## [TASK INSTRUCTIONS]
Write only the number of lines below in which "interpreter" occurs.

[Stored data]
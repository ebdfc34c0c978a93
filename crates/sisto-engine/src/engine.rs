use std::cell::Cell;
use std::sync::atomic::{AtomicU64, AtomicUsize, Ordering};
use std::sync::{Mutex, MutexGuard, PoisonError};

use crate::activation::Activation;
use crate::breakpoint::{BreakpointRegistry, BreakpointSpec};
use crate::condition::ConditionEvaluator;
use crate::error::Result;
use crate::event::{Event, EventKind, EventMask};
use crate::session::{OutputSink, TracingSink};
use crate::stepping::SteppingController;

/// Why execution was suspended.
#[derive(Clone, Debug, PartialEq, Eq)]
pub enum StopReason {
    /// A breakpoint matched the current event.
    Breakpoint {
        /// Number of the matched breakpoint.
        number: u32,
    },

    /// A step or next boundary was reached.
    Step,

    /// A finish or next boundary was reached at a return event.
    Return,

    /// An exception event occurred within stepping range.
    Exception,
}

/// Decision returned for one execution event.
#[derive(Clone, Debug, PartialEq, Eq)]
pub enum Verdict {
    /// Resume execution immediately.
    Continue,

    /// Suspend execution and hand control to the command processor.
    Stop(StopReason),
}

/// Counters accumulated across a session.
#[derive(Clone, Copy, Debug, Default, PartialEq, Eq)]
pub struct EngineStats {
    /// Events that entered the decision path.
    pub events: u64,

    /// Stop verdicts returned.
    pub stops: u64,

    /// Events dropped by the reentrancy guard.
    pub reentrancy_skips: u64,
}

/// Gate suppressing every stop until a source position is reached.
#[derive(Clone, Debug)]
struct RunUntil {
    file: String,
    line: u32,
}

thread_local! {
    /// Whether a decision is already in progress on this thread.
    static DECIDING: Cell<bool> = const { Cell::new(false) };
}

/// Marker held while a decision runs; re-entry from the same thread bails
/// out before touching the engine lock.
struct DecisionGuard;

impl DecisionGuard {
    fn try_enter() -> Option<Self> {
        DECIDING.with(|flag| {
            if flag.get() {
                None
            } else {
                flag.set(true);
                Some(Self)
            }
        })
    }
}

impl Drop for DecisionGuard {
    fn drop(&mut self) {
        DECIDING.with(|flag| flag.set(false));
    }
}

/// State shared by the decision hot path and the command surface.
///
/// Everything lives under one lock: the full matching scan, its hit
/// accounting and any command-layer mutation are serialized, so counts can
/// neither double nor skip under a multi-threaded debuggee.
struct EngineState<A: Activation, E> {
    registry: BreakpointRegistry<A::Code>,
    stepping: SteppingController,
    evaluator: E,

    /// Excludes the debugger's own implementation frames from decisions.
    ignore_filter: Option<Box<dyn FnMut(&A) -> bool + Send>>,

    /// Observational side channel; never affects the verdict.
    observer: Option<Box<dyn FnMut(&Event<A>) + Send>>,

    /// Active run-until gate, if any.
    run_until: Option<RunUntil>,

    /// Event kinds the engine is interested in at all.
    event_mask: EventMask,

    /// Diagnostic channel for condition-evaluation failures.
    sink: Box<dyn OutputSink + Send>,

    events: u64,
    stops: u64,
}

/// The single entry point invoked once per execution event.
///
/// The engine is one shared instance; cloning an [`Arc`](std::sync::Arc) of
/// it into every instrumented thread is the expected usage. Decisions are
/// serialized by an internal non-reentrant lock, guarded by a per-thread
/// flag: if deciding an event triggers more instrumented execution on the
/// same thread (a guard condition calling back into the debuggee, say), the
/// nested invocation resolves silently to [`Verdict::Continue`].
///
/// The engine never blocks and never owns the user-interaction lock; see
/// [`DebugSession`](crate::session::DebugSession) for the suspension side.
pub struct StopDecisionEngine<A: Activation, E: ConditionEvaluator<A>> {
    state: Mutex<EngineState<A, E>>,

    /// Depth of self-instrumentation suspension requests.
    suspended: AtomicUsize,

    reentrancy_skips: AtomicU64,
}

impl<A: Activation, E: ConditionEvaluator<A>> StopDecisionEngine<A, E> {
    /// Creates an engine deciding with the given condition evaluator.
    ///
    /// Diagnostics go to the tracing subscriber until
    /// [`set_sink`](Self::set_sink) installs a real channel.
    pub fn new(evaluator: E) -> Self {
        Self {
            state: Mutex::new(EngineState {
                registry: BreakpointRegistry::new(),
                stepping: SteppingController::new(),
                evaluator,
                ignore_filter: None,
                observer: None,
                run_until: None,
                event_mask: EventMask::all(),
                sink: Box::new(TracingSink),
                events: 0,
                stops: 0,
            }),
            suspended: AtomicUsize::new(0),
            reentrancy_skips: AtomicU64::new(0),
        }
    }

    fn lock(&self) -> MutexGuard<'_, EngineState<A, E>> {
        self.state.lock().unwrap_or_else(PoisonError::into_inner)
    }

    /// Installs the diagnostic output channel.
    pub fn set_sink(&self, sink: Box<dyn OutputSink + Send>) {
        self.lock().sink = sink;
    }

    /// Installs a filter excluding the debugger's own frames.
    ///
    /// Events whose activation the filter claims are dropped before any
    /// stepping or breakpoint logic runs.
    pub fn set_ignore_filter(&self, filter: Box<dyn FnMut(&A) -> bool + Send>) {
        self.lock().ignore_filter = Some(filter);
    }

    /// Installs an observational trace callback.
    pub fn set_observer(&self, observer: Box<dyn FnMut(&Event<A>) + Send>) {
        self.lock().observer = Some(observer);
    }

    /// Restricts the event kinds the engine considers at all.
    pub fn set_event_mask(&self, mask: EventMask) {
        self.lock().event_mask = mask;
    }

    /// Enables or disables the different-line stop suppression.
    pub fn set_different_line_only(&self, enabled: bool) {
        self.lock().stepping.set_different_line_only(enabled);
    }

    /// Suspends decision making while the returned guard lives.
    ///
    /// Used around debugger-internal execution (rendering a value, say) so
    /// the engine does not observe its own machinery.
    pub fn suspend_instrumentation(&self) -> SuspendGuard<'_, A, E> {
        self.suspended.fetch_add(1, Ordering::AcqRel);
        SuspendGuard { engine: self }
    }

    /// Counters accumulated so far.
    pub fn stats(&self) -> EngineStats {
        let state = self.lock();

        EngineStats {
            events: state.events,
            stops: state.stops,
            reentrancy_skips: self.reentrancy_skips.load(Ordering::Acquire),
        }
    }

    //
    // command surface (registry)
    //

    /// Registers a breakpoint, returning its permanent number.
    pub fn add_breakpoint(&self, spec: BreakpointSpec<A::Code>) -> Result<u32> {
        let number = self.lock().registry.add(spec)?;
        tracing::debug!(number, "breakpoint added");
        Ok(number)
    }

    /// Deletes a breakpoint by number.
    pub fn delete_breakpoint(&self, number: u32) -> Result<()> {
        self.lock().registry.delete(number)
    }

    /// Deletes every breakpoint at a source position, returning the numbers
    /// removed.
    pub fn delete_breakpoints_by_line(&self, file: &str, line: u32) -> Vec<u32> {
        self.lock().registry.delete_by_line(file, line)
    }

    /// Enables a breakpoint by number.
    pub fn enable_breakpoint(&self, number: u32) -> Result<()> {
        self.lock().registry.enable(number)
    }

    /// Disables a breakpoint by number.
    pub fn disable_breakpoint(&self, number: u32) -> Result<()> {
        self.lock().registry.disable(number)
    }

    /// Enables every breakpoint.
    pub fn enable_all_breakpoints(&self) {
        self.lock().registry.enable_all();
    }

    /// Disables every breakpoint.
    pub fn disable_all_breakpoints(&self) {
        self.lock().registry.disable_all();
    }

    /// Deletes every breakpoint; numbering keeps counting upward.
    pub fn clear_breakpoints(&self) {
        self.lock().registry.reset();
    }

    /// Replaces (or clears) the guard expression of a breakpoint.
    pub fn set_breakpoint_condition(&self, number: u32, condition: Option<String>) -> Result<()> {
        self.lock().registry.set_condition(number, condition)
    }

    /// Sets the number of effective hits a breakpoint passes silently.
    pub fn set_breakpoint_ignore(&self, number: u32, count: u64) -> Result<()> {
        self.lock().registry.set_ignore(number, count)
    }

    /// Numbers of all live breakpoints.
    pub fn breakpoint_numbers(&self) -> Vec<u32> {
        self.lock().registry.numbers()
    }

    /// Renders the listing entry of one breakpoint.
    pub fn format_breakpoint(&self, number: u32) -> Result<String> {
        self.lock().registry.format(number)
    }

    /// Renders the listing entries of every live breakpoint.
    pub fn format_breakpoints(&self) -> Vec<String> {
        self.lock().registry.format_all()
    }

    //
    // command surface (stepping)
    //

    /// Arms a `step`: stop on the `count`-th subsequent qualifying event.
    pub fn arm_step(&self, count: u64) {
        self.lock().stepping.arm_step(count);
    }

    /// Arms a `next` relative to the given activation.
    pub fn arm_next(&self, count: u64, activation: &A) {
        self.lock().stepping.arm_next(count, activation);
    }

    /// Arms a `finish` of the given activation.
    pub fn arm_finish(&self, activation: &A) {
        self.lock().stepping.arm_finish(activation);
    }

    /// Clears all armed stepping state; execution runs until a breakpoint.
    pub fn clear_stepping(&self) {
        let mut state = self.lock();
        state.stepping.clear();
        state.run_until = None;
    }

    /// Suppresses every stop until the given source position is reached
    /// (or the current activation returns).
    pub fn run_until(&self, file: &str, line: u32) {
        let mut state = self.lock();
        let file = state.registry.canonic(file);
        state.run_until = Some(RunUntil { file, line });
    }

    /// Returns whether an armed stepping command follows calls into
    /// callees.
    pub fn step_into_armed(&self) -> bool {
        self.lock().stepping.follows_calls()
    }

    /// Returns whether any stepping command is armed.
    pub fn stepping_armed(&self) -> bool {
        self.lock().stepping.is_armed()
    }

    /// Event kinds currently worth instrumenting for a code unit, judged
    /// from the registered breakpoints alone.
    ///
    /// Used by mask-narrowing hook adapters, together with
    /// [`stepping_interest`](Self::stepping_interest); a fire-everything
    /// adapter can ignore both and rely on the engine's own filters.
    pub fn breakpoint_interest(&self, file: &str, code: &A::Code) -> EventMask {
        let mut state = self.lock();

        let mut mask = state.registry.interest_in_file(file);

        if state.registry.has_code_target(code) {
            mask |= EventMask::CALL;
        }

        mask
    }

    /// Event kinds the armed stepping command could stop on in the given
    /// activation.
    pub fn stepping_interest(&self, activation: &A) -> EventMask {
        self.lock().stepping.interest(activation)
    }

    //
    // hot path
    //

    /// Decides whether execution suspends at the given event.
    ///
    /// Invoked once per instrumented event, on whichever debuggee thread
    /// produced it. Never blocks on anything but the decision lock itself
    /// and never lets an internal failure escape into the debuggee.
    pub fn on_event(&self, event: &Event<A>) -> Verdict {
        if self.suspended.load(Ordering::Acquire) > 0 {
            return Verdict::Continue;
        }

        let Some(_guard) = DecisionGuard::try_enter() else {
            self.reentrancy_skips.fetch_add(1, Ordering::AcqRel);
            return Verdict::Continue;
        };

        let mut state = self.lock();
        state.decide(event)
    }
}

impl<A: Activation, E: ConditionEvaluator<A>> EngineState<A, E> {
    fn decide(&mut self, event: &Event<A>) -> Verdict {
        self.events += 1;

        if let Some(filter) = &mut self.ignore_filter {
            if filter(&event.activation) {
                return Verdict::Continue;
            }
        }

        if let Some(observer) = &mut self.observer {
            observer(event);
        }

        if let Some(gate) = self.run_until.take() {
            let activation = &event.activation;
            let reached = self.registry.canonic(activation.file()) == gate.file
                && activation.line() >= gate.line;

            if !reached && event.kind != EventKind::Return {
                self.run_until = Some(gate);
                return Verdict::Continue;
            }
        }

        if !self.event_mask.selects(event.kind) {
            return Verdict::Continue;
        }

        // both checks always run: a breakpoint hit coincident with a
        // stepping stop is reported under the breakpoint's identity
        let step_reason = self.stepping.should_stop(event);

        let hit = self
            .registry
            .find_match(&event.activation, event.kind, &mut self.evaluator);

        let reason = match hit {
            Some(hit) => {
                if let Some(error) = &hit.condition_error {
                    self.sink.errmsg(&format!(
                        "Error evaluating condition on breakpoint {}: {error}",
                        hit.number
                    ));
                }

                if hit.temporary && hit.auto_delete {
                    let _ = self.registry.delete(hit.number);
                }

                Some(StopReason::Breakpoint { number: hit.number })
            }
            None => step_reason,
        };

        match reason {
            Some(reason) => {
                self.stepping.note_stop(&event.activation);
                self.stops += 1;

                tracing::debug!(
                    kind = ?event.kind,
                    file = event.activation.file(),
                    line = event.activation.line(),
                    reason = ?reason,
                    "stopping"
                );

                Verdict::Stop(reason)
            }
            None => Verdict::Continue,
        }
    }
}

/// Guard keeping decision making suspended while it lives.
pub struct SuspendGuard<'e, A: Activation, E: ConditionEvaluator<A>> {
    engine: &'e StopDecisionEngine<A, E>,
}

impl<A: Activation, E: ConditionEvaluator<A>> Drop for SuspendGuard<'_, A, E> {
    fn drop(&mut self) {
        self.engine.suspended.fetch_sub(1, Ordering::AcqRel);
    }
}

...

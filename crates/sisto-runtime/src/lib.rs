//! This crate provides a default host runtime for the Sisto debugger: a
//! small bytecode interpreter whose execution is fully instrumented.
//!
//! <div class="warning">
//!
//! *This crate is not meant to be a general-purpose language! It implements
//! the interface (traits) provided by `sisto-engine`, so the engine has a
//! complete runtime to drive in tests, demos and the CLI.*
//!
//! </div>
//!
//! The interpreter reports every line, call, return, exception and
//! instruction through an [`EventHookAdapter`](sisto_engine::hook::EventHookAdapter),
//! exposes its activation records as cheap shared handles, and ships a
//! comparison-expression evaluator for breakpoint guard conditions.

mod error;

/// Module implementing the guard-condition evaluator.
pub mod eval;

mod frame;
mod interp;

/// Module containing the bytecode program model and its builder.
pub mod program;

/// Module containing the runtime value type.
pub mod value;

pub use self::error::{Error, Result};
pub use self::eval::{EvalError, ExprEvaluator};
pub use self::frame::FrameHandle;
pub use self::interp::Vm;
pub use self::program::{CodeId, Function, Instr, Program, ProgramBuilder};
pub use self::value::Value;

* * *

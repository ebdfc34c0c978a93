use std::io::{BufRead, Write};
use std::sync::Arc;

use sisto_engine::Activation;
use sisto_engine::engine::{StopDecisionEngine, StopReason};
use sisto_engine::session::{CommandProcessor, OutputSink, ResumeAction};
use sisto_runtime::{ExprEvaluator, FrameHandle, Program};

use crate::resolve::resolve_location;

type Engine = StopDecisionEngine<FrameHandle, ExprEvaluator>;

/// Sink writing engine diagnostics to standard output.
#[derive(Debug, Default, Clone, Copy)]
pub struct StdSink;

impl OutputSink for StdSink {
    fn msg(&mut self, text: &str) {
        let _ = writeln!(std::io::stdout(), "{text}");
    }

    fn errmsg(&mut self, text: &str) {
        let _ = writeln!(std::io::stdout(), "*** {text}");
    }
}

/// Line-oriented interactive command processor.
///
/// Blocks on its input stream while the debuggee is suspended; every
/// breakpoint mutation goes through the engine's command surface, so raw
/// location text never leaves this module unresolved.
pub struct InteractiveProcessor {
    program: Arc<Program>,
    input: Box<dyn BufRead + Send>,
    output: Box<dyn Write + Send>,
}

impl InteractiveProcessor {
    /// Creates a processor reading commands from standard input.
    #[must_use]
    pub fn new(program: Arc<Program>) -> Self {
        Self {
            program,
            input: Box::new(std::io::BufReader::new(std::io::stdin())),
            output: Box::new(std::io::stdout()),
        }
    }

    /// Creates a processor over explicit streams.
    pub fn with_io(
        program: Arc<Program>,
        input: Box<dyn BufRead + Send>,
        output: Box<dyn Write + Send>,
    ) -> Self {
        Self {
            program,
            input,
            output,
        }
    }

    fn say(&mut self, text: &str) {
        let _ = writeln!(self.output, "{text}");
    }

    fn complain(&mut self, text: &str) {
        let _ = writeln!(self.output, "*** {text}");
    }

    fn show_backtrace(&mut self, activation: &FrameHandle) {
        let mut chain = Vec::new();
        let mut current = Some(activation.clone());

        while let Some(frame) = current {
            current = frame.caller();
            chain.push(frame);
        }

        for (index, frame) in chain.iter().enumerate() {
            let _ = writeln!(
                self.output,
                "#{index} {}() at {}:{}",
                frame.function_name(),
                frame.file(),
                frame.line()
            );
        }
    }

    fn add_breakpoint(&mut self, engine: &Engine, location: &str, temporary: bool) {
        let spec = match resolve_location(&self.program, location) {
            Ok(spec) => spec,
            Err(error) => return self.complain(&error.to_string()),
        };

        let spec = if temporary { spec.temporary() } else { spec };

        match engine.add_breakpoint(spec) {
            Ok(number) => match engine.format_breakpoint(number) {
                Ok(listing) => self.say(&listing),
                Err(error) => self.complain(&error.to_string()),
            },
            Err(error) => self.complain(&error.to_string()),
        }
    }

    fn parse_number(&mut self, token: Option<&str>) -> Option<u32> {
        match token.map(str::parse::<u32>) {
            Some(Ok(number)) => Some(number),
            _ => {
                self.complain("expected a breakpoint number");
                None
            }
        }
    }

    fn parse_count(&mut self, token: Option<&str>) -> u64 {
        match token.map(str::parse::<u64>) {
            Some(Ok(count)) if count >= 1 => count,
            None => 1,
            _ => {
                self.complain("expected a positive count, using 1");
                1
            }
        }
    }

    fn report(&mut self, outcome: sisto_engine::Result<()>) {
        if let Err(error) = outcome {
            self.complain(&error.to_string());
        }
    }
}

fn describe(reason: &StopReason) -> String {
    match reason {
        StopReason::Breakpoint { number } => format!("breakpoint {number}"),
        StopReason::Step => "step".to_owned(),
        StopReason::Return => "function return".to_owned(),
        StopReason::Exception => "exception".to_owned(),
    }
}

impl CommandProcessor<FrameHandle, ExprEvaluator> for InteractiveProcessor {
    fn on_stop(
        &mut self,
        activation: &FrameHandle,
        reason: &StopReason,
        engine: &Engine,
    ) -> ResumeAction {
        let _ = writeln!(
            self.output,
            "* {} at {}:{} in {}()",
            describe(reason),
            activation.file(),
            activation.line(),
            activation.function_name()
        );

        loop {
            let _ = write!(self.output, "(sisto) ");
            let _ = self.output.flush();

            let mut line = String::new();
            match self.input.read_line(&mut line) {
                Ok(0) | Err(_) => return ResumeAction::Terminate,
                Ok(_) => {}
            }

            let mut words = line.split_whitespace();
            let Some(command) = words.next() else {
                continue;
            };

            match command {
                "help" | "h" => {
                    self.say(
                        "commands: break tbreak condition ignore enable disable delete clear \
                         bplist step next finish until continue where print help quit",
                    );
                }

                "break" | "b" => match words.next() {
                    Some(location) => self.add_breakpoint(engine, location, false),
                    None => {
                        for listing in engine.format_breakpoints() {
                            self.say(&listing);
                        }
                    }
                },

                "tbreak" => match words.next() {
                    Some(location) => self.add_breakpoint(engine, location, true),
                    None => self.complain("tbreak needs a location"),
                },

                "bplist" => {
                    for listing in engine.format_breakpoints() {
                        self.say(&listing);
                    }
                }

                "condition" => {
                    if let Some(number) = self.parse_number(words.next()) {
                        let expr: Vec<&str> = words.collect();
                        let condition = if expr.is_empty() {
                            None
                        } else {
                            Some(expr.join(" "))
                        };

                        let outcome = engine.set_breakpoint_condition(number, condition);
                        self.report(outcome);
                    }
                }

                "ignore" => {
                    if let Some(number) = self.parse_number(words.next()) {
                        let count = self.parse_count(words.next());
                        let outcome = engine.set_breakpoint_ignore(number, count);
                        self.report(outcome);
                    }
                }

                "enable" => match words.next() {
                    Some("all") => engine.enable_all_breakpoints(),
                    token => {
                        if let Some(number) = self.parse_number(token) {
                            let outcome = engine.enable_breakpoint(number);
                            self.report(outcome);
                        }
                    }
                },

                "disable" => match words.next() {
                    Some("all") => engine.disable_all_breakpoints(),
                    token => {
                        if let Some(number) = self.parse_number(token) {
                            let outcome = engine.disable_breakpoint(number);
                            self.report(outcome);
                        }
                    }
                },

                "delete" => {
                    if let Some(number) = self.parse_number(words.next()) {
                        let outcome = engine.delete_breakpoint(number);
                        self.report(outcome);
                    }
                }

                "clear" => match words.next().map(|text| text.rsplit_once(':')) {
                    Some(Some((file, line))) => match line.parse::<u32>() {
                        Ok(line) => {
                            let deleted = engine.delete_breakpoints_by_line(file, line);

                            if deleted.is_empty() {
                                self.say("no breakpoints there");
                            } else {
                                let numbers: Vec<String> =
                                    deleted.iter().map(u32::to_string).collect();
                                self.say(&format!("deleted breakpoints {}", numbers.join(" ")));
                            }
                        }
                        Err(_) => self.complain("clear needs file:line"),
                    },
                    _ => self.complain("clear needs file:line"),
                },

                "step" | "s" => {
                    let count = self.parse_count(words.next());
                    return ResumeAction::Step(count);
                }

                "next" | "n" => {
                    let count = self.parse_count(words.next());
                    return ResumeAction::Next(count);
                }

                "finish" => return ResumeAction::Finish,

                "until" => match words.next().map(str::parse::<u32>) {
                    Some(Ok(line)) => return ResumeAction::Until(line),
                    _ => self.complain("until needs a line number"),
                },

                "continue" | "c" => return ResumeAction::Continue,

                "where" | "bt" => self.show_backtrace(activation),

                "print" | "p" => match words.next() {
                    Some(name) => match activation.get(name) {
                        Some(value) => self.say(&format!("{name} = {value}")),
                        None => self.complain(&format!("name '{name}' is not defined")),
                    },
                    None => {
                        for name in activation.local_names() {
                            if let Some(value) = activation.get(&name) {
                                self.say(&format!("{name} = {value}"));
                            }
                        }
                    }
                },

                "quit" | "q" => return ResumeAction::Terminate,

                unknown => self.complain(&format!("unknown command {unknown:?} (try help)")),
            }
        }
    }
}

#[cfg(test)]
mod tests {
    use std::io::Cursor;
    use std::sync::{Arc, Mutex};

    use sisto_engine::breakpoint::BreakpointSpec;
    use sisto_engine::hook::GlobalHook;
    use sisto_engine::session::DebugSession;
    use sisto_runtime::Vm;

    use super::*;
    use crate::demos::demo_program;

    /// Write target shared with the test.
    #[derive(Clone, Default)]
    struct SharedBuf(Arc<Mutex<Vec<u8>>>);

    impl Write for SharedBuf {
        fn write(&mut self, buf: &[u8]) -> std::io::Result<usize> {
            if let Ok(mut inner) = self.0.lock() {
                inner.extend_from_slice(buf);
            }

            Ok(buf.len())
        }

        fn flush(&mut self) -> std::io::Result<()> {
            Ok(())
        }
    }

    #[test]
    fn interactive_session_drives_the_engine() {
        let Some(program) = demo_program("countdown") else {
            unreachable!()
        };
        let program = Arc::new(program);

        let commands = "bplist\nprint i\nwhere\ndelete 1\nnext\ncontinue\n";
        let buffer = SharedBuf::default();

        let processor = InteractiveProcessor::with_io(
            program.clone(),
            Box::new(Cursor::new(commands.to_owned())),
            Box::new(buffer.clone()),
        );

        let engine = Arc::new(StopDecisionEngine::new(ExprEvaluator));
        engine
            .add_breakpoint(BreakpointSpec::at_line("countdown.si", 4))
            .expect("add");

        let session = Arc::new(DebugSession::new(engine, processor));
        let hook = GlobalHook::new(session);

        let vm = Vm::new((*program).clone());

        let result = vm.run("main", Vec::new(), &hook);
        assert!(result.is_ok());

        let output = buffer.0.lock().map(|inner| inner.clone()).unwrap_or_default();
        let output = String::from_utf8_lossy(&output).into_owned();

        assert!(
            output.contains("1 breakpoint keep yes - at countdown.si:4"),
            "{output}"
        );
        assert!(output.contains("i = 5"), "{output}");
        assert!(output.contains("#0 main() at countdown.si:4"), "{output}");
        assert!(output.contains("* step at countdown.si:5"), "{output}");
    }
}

## [ANSWER TO THIS PROBLEM]
2